The laboratory already provides outlets for the negative pressure and the CO2+air mixture. We use a couple of solenoids to direct the flow as appropriate.

For temperature control we attached OneWire temperature sensors in between the wells and thermo-electric plates (Peltier plates) on the sides, all run by a naive PI loop. Running the plates at no more than 30% of their specs already permits us to work in the 20C to 40C interval.

Finally we have an xy-table with instrumentation on top of the wells. It will be:

  • Adding growth media through a dripper after draining - this includes measuring the height of the media using the reflection of a laser on the liquid surface onto a photoresistor;
  • Measuring the growth of the organism by measuring what amount of light is transmitted trough the media with a light sensor;
  • Irradiating the sample with UV in order to induce mutations;
  • A suspendable needle to take a sample out - after a mutation has been induced by the UV and detected as beneficial by measuring the growth the needle will spread the content of the lucky well to all other wells, hence leading to guided evolution.
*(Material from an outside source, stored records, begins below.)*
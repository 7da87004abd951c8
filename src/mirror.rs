// Disk-state inspection, the per-package merge state machine, and the
// sequential runner over the catalog.

use std::fs;
use std::io;
use std::path::Path;

use anyhow::Context;

use crate::catalog::MirrorPackage;
use crate::config::Config;
use crate::constants::{GIT_DIR, GOPATH_ENV};
use crate::git;
use crate::output::Logger;

/// What currently occupies a package's target path.
#[derive(Debug, Clone, Copy, PartialEq, Eq)]
pub enum DiskState {
    /// Nothing at the target path.
    Missing,
    /// A directory containing the git metadata marker.
    Repo,
    /// Something else: a directory without the marker, or a plain file.
    Stale,
}

#[must_use]
pub fn disk_state(dir: &Path) -> DiskState {
    if !dir.exists() {
        return DiskState::Missing;
    }
    if dir.join(GIT_DIR).exists() {
        DiskState::Repo
    } else {
        DiskState::Stale
    }
}

/// Brings one package's local checkout up to date:
/// - no checkout yet: clone the remote into the target path;
/// - existing checkout: pull inside it;
/// - stale content: remove it (non-recursively), then clone.
pub fn merge(config: &Config, logger: &Logger, pkg: &MirrorPackage) -> anyhow::Result<()> {
    let target = pkg.target_dir(&config.root);
    match disk_state(&target) {
        DiskState::Repo => git::pull(config, logger, &target),
        DiskState::Stale => {
            remove_stale(&target)
                .with_context(|| format!("remove stale dir {}", target.display()))?;
            git::clone(config, logger, &pkg.remote_repo, &target)
        }
        DiskState::Missing => git::clone(config, logger, &pkg.remote_repo, &target),
    }
}

/// Deletes a file, a symlink or an empty directory. Never recurses: a
/// non-empty stale directory is surfaced as an error instead of being wiped.
fn remove_stale(path: &Path) -> io::Result<()> {
    // Classify the entry itself: a symlink to a directory is unlinked, not
    // removed as a directory.
    if fs::symlink_metadata(path)?.is_dir() {
        fs::remove_dir(path)
    } else {
        fs::remove_file(path)
    }
}

/// Processes the catalog in declaration order, stopping at the first
/// failure. Each failure is wrapped with the import path it belongs to.
pub fn run(config: &Config, logger: &Logger, packages: &[MirrorPackage]) -> anyhow::Result<()> {
    logger.info(format!("{}: {}", GOPATH_ENV, config.root.display()));
    for pkg in packages {
        logger.info(format!("merge {}", pkg.import_path));
        merge(config, logger, pkg).with_context(|| format!("merge {}", pkg.import_path))?;
    }
    Ok(())
}
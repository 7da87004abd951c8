//! Workspace-root resolution and CLI verbosity.

use std::env;
use std::ffi::{OsStr, OsString};
use std::path::PathBuf;

use anyhow::anyhow;

use crate::constants::GOPATH_ENV;

/// Runtime configuration, read once at startup and immutable afterwards.
#[derive(Debug, Clone)]
pub struct Config {
    /// Workspace root; mirrored checkouts live under `<root>/src`.
    pub root: PathBuf,
    /// Controls the verbosity level of CLI output.
    pub verbosity: Verbosity,
}

impl Config {
    /// Resolves the workspace root from the CLI override or, failing that,
    /// the first non-empty `GOPATH` entry.
    pub fn resolve(root: Option<PathBuf>, verbosity: Verbosity) -> anyhow::Result<Self> {
        let root = match root {
            Some(dir) => to_slash(dir.into_os_string()),
            None => first_search_path(env::var_os(GOPATH_ENV).as_deref())?,
        };
        Ok(Self { root, verbosity })
    }

    #[must_use]
    pub fn is_quiet(&self) -> bool {
        self.verbosity == Verbosity::Quiet
    }

    #[must_use]
    pub fn is_verbose(&self) -> bool {
        self.verbosity == Verbosity::Verbose
    }
}

/// Verbosity level for CLI output.
#[derive(Debug, Clone, Copy, PartialEq, Eq, Default)]
pub enum Verbosity {
    Quiet,
    #[default]
    Normal,
    Verbose,
}

/// Picks the first non-empty entry of a platform path list.
///
/// Takes the raw variable value so callers (and tests) never have to touch
/// the process environment.
fn first_search_path(raw: Option<&OsStr>) -> anyhow::Result<PathBuf> {
    let raw = raw.ok_or_else(|| anyhow!("env {GOPATH_ENV} not set"))?;
    let first = env::split_paths(raw)
        .find(|p| !p.as_os_str().is_empty())
        .ok_or_else(|| anyhow!("env {GOPATH_ENV} is empty"))?;
    Ok(to_slash(first.into_os_string()))
}

/// Normalizes path separators to forward slashes.
#[cfg(windows)]
fn to_slash(path: OsString) -> PathBuf {
    PathBuf::from(path.to_string_lossy().replace('\\', "/"))
}

#[cfg(not(windows))]
fn to_slash(path: OsString) -> PathBuf {
    PathBuf::from(path)
}
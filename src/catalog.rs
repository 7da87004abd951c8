//! The fixed set of mirrored packages.
//!
//! Each golang.org/x sub-repository is mirrored from its canonical GitHub
//! remote into `<root>/src/<import path>`. The catalog is defined at build
//! time and processed in declaration order.

use std::path::{Path, PathBuf};

use crate::constants::SRC_DIR;

/// Names of the golang.org/x sub-repositories kept in sync, in mirror order.
const GO_SUB_REPOS: &[&str] = &[
    "blog", "crypto", "exp", "image", "mobile", "net", "sys", "talks", "text", "tools", "lint",
];

/// One mirrored package: an import path and the remote it is fetched from.
#[derive(Debug, Clone, PartialEq, Eq)]
pub struct MirrorPackage {
    pub import_path: String,
    pub remote_repo: String,
}

impl MirrorPackage {
    pub fn new(import_path: impl Into<String>, remote_repo: impl Into<String>) -> Self {
        Self {
            import_path: import_path.into(),
            remote_repo: remote_repo.into(),
        }
    }

    /// Local checkout directory for this package under the workspace root.
    #[must_use]
    pub fn target_dir(&self, root: &Path) -> PathBuf {
        root.join(SRC_DIR).join(&self.import_path)
    }
}

/// The full catalog, in declaration order.
#[must_use]
pub fn packages() -> Vec<MirrorPackage> {
    GO_SUB_REPOS
        .iter()
        .map(|name| {
            MirrorPackage::new(
                format!("golang.org/x/{name}"),
                format!("https://github.com/golang/{name}"),
            )
        })
        .collect()
}
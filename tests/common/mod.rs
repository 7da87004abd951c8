//! Test infrastructure for gopath-mirror integration tests.

#![allow(dead_code)]

use std::io::{self, Write};
use std::path::{Path, PathBuf};
use std::process::Command;
use std::sync::{Arc, Mutex};

use anyhow::Result;
use tempfile::TempDir;

use gopath_mirror::config::{Config, Verbosity};
use gopath_mirror::output::{ConsoleSink, Logger};

/// A bare remote repository with a seeded initial commit, plus a work clone
/// used to push follow-up commits. Cleaned up when dropped.
pub struct RemoteRepo {
    _temp_dir: TempDir,
    bare: PathBuf,
    work: PathBuf,
}

impl RemoteRepo {
    pub fn new() -> Result<Self> {
        let temp_dir = TempDir::new()?;
        let bare = temp_dir.path().join("remote.git");
        let work = temp_dir.path().join("work");

        run_git(temp_dir.path(), &["init", "--bare", "remote.git"])?;

        std::fs::create_dir(&work)?;
        run_git(&work, &["init", "-b", "master"])?;
        run_git(&work, &["config", "user.email", "test@example.com"])?;
        run_git(&work, &["config", "user.name", "Test User"])?;

        std::fs::write(work.join("README.md"), "# Test Repo\n")?;
        run_git(&work, &["add", "README.md"])?;
        run_git(&work, &["commit", "-m", "Initial commit"])?;

        run_git(&work, &["remote", "add", "origin", bare.to_str().unwrap()])?;
        run_git(&work, &["push", "-u", "origin", "master"])?;

        Ok(Self {
            _temp_dir: temp_dir,
            bare,
            work,
        })
    }

    /// Clone URL for the bare repository (a local path works as a remote).
    pub fn url(&self) -> String {
        self.bare.to_str().unwrap().to_string()
    }

    /// Commits a new file in the work clone and pushes it to the remote.
    pub fn add_commit(&self, filename: &str, content: &str) -> Result<()> {
        std::fs::write(self.work.join(filename), content)?;
        run_git(&self.work, &["add", filename])?;
        run_git(&self.work, &["commit", "-m", &format!("Add {filename}")])?;
        run_git(&self.work, &["push", "origin", "master"])?;
        Ok(())
    }
}

/// Runs a git command in `dir`, returning trimmed stdout.
pub fn run_git(dir: &Path, args: &[&str]) -> Result<String> {
    let output = Command::new("git").current_dir(dir).args(args).output()?;
    if output.status.success() {
        Ok(String::from_utf8_lossy(&output.stdout).trim().to_string())
    } else {
        anyhow::bail!(
            "git {} failed: {}",
            args.join(" "),
            String::from_utf8_lossy(&output.stderr)
        )
    }
}

pub fn test_config(root: &Path) -> Config {
    Config {
        root: root.to_path_buf(),
        verbosity: Verbosity::Normal,
    }
}

/// Logger that discards everything, for tests that only care about effects.
pub fn silent_logger() -> Logger {
    Logger::new(ConsoleSink::from_writer(io::sink()), Verbosity::Normal)
}

/// Shared byte buffer the sink can write into, for output assertions.
#[derive(Clone, Default)]
pub struct Capture(Arc<Mutex<Vec<u8>>>);

impl Capture {
    pub fn contents(&self) -> String {
        String::from_utf8_lossy(&self.0.lock().unwrap()).into_owned()
    }
}

impl Write for Capture {
    fn write(&mut self, buf: &[u8]) -> io::Result<usize> {
        self.0.lock().unwrap().extend_from_slice(buf);
        Ok(buf.len())
    }

    fn flush(&mut self) -> io::Result<()> {
        Ok(())
    }
}

/// Logger writing into a capture buffer; returns both ends.
pub fn capturing_logger() -> (Logger, Capture) {
    let capture = Capture::default();
    let logger = Logger::new(
        ConsoleSink::from_writer(capture.clone()),
        Verbosity::Normal,
    );
    (logger, capture)
}
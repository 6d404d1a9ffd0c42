//! Capture collaborator interfaces
//!
//! The crate never touches device APIs: the host owns microphone access,
//! permissions, and the actual sample stream, and hands the session a pair
//! of collaborators through these traits. Analysis frames and recorder
//! chunks are pushed by the host through the session handle; the session
//! only ever tells the collaborators to start and stop.

use serde::Serialize;

/// Errors surfaced by the host's capture backend
#[derive(Debug, Clone, PartialEq, Eq, thiserror::Error, Serialize)]
pub enum CaptureError {
    /// The user denied microphone access
    #[error("Microphone permission denied")]
    PermissionDenied,

    /// No usable input device
    #[error("Input device unavailable: {0}")]
    DeviceUnavailable(String),

    /// Any other backend failure
    #[error("Capture backend error: {0}")]
    Backend(String),
}

/// The analysis sample stream
///
/// Started when the session activates; once started, the host pushes frame
/// windows through `SessionHandle::push_frame` on every scheduling tick.
/// `stop` must take effect synchronously: after it returns, the host must
/// push no further frames.
pub trait CaptureSource: Send {
    /// Begin supplying analysis frames
    fn start(&mut self) -> Result<(), CaptureError>;

    /// Stop the stream synchronously
    fn stop(&mut self);
}

/// The chunk-emitting recorder
///
/// Started when speech is detected; while running, the host pushes encoded
/// chunks through `SessionHandle::push_chunk` as the recorder produces
/// them. The session may call `start` while already running (re-entry from
/// the waiting pause); implementations must treat that as a no-op.
pub trait Recorder: Send {
    /// Begin emitting chunks
    fn start(&mut self) -> Result<(), CaptureError>;

    /// Stop emitting chunks synchronously
    fn stop(&mut self);

    /// Whether the recorder is currently emitting
    fn is_running(&self) -> bool;
}
//! Transcription result filtering
//!
//! Cleans the raw text returned by the transcription endpoint before it is
//! delivered to the host. Whisper-family services emit bracketed noise
//! tokens for non-speech audio — "(wind blowing)", "[BLANK_AUDIO]",
//! "{inaudible}" — which must never reach the chat input.

/// Matching bracket pairs treated as noise wrappers
const NOISE_PAIRS: [(char, char); 3] = [('{', '}'), ('(', ')'), ('[', ']')];

/// Filter a raw transcription result.
///
/// Trims surrounding whitespace, then discards the text entirely when it is
/// empty or wholly wrapped in a single matching pair of `{}`, `()` or `[]`.
/// The wrapper check looks only at the first and last characters, so a
/// legitimate sentence that happens to be fully parenthesised is discarded
/// too; that trade-off is accepted to keep noise tokens out.
///
/// Accepted text is returned trimmed but otherwise unchanged.
pub fn filter_result(text: &str) -> Option<String> {
    let trimmed = text.trim();
    if trimmed.is_empty() {
        return None;
    }

    let mut chars = trimmed.chars();
    let first = chars.next()?;
    let last = chars.last().unwrap_or(first);

    if NOISE_PAIRS
        .iter()
        .any(|&(open, close)| first == open && last == close)
    {
        tracing::debug!("Discarding bracketed noise token: {:?}", trimmed);
        return None;
    }

    Some(trimmed.to_string())
}
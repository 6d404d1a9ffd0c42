//! Host callback surface
//!
//! The session delivers its outputs through this trait: accepted utterance
//! text, non-fatal transcription warnings, and capture-acquisition errors.
//! Implementations run on the session's threads and must be cheap; a panic
//! inside `on_utterance_text` is caught and logged so it cannot wedge the
//! session.

use crate::capture::CaptureError;

/// Callbacks into the embedding application
pub trait HostCallbacks: Send + Sync {
    /// A finalised utterance was transcribed and accepted.
    ///
    /// Invoked at most once per utterance.
    fn on_utterance_text(&self, text: &str);

    /// A transcription attempt failed; capture continues regardless.
    fn on_warning(&self, message: &str) {
        tracing::warn!("{}", message);
    }

    /// Acquiring the capture source failed; the session stays inactive.
    fn on_capture_error(&self, error: &CaptureError) {
        tracing::error!("Capture error: {}", error);
    }
}
//! Single-shot session timers
//!
//! Deadline bookkeeping for the silence and waiting windows. Timers never
//! run on their own threads: the session loop asks for the next deadline,
//! waits on the event queue until then, and collects whichever timer has
//! expired. Arming is idempotent while a timer is running, matching the
//! "start or continue the silence window" behaviour; every cancel is
//! explicit so a stale deadline cannot fire into a state it no longer
//! applies to.

use std::time::{Duration, Instant};

/// The two utterance-boundary timers
#[derive(Debug, Clone, Copy, PartialEq, Eq)]
pub enum TimerKind {
    /// Silence window inside an utterance (Recording → Waiting)
    Silence,
    /// Grace period before finalisation (Waiting → Processing)
    Waiting,
}

/// Pending single-shot deadlines
#[derive(Debug, Default)]
pub struct TimerTable {
    silence: Option<Instant>,
    waiting: Option<Instant>,
}

impl TimerTable {
    /// Create an empty table
    pub fn new() -> Self {
        Self::default()
    }

    /// Arm a timer `window` from now, unless it is already running
    pub fn arm(&mut self, kind: TimerKind, window: Duration) {
        let slot = self.slot_mut(kind);
        if slot.is_none() {
            *slot = Some(Instant::now() + window);
        }
    }

    /// Cancel a timer
    pub fn cancel(&mut self, kind: TimerKind) {
        *self.slot_mut(kind) = None;
    }

    /// Cancel every pending timer
    pub fn cancel_all(&mut self) {
        self.silence = None;
        self.waiting = None;
    }

    /// Whether a timer is currently running
    pub fn is_armed(&self, kind: TimerKind) -> bool {
        self.slot(kind).is_some()
    }

    /// The earliest pending deadline, if any
    pub fn next_deadline(&self) -> Option<Instant> {
        match (self.silence, self.waiting) {
            (Some(s), Some(w)) => Some(s.min(w)),
            (Some(s), None) => Some(s),
            (None, Some(w)) => Some(w),
            (None, None) => None,
        }
    }

    /// Take one timer whose deadline has passed, clearing it.
    ///
    /// Single-shot: a collected timer will not fire again unless re-armed.
    pub fn take_expired(&mut self, now: Instant) -> Option<TimerKind> {
        if matches!(self.silence, Some(deadline) if deadline <= now) {
            self.silence = None;
            return Some(TimerKind::Silence);
        }
        if matches!(self.waiting, Some(deadline) if deadline <= now) {
            self.waiting = None;
            return Some(TimerKind::Waiting);
        }
        None
    }

    fn slot(&self, kind: TimerKind) -> &Option<Instant> {
        match kind {
            TimerKind::Silence => &self.silence,
            TimerKind::Waiting => &self.waiting,
        }
    }

    fn slot_mut(&mut self, kind: TimerKind) -> &mut Option<Instant> {
        match kind {
            TimerKind::Silence => &mut self.silence,
            TimerKind::Waiting => &mut self.waiting,
        }
    }
}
This all is controlled by a few FETs and motor drivers driven by an Arduino. A web interface was deployed on a Raspberry Pi that controls the Arduino and provides for easy setup and tracking (from anywhere in the world) of experiments.

The serial connection between the Arduino and the Raspberry Pi was quite unreliable so we took measures to ensure robustness. And we went way overboard… The commands from the Raspberry Pi to the Arduino and the measurements from the Arduino to the Raspberry Pi are sent together with a disproportionately big checksum. On repeated failed checksums or timeouts the connection is severed at the USB driver level by the Raspberry Pi and reestablished. Each failure is logged for debugging. The protocol itself is human readable for ease of developing. If one wants to, an entire experiment can be ran from a terminal connected directly to the Arduino.

However, the software on the Raspberry Pi provides a much nicer interface:

  • A web interface build from scratch with the CherryPy framework;
  • A log of the entire history of the reactor in an SQLite database - including arbitrary notes or other metadata attached to any timepoint in the logs.
  • Scheduling of per-well, per-row-of-wells, or global events for the reactor like repeated draining and refilling, time-dependent illumination, time-dependent temperatures, UV irradiation, and measurements of growth;
  • Visualizing the data in aggregate or per-well with interactive plots through the bokeh library;
  • Storing multiple strains or reactor configurations;
  • Custom plots and data export;
  • Emailing and texting on important events.

All of the described components have been at least partially build and work in mock tests. Hopefully in a few months we will be able to spare a chunk of time to finish the project.

The source code is available on Github.